PROVIDED RECORDS:
┄┄┄┄┄┄

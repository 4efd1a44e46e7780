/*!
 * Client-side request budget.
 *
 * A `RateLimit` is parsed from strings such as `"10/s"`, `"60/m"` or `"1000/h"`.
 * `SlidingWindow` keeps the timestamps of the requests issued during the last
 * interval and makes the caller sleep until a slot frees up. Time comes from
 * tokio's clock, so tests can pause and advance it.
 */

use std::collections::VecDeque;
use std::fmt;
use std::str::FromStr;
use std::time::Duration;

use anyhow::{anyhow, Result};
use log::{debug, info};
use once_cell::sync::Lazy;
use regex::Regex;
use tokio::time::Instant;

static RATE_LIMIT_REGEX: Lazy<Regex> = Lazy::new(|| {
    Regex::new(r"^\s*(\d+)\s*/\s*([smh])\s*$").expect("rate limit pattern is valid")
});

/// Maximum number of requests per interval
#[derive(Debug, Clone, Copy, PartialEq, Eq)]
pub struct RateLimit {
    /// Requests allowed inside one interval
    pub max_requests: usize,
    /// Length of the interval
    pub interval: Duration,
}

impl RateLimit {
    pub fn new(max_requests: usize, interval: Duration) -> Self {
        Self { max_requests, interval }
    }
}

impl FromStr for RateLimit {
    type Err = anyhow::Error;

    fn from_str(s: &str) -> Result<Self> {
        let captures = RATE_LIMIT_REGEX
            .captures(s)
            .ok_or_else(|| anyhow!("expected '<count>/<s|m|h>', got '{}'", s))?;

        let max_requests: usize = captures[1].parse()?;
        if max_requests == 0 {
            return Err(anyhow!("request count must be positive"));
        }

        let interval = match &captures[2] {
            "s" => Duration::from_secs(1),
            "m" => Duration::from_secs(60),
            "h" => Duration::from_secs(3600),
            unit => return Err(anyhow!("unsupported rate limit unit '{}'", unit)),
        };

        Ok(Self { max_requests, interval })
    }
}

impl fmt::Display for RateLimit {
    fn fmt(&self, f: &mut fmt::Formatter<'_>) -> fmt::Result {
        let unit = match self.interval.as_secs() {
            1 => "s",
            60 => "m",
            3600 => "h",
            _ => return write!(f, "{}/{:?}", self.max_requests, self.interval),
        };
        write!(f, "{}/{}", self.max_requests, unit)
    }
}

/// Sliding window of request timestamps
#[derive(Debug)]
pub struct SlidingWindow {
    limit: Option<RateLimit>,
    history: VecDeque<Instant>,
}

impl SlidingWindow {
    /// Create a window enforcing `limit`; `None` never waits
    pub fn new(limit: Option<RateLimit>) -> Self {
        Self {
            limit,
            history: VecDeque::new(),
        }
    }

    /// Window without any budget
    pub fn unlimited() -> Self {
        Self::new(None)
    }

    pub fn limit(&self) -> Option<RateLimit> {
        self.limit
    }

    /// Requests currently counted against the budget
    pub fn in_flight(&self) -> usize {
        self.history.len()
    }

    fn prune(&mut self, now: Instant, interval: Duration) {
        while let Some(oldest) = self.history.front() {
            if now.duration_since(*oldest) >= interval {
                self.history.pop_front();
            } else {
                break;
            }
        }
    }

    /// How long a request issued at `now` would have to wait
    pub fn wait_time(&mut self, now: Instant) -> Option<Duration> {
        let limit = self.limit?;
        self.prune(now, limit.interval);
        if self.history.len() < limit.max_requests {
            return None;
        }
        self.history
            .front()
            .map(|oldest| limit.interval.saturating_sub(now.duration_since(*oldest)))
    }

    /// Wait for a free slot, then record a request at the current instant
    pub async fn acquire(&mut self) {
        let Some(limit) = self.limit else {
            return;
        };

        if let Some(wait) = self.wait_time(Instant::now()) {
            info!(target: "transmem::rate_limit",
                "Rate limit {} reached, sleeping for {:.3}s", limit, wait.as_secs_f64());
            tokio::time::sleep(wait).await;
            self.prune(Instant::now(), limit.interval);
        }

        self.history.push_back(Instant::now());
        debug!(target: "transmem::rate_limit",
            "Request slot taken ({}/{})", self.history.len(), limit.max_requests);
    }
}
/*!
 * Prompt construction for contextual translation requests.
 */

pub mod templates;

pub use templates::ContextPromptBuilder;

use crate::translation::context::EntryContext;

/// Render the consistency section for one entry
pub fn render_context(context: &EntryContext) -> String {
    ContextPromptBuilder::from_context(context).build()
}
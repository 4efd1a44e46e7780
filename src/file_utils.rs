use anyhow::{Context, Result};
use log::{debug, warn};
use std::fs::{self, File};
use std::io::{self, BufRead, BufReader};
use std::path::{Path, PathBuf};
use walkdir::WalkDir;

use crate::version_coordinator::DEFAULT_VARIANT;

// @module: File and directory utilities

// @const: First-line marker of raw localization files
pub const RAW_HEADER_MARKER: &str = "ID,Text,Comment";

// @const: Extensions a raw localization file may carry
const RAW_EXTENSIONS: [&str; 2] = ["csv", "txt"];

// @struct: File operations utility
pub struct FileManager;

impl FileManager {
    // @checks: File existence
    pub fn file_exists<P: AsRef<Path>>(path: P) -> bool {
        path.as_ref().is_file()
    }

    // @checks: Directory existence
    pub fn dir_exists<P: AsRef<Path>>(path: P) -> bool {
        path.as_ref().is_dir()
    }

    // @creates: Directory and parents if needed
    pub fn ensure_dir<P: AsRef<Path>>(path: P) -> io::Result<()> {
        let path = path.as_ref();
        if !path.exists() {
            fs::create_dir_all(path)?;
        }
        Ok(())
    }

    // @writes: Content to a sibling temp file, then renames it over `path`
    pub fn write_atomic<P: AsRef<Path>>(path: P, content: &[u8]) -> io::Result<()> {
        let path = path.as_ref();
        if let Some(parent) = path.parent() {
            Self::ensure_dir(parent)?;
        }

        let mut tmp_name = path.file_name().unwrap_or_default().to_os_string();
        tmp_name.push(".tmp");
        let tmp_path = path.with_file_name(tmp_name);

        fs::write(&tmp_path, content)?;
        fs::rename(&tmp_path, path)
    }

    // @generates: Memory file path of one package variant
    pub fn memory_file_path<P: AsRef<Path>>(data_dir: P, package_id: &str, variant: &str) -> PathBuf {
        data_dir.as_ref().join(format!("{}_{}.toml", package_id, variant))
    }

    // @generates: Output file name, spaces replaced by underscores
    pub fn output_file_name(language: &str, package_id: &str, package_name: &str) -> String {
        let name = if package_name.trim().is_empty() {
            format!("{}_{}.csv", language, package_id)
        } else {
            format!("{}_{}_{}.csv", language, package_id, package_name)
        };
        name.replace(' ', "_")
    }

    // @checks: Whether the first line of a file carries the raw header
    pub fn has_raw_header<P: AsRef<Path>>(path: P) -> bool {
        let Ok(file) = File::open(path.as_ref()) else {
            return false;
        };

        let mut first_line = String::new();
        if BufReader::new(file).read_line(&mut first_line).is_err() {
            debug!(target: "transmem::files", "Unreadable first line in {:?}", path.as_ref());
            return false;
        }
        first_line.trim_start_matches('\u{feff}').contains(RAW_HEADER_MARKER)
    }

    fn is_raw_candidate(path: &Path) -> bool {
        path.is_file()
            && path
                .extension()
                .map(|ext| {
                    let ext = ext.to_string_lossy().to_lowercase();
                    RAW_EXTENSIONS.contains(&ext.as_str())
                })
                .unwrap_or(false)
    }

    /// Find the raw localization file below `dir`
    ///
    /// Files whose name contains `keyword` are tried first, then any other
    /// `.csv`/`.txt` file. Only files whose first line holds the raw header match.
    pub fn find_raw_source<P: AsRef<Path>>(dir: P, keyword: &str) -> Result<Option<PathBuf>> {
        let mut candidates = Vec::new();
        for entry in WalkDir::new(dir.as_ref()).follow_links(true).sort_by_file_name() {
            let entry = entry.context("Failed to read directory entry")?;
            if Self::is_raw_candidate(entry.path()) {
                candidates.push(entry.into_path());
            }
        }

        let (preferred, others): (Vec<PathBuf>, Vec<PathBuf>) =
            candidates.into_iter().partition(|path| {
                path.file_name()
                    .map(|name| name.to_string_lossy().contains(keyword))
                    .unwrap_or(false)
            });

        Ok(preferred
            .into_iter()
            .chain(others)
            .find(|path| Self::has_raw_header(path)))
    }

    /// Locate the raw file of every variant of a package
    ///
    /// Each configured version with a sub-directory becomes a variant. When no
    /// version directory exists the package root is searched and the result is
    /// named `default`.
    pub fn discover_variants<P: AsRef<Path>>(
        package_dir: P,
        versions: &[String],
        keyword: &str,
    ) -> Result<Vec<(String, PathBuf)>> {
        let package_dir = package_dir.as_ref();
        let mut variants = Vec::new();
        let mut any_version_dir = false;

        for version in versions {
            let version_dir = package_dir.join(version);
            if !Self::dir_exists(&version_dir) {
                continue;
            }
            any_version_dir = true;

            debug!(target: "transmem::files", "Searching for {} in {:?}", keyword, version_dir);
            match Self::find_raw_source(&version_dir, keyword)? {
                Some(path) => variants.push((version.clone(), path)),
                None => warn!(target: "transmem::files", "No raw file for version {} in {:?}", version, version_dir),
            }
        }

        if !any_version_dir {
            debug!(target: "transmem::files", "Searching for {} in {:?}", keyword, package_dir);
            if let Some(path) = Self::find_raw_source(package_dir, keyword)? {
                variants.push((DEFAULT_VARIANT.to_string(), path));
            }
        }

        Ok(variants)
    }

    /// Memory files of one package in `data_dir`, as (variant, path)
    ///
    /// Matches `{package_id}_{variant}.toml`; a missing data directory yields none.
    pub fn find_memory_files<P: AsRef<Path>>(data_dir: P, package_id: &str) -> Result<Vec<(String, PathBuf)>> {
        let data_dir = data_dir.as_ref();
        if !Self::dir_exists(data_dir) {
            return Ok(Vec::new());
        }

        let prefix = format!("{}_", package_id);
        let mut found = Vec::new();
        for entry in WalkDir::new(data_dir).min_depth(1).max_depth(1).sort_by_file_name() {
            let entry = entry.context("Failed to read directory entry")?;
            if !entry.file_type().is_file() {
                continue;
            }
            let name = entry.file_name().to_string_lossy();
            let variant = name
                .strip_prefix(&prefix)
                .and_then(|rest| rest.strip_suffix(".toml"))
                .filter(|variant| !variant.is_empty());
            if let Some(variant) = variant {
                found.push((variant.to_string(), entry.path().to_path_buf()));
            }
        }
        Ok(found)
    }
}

┄┄┄┄┄┄

YOUR TASK:
The expected answer is a copy of each line above containing "prefix".

EXERCISE RESPONSE:
        let prefix = format!("{}_", package_id);
                .strip_prefix(&prefix)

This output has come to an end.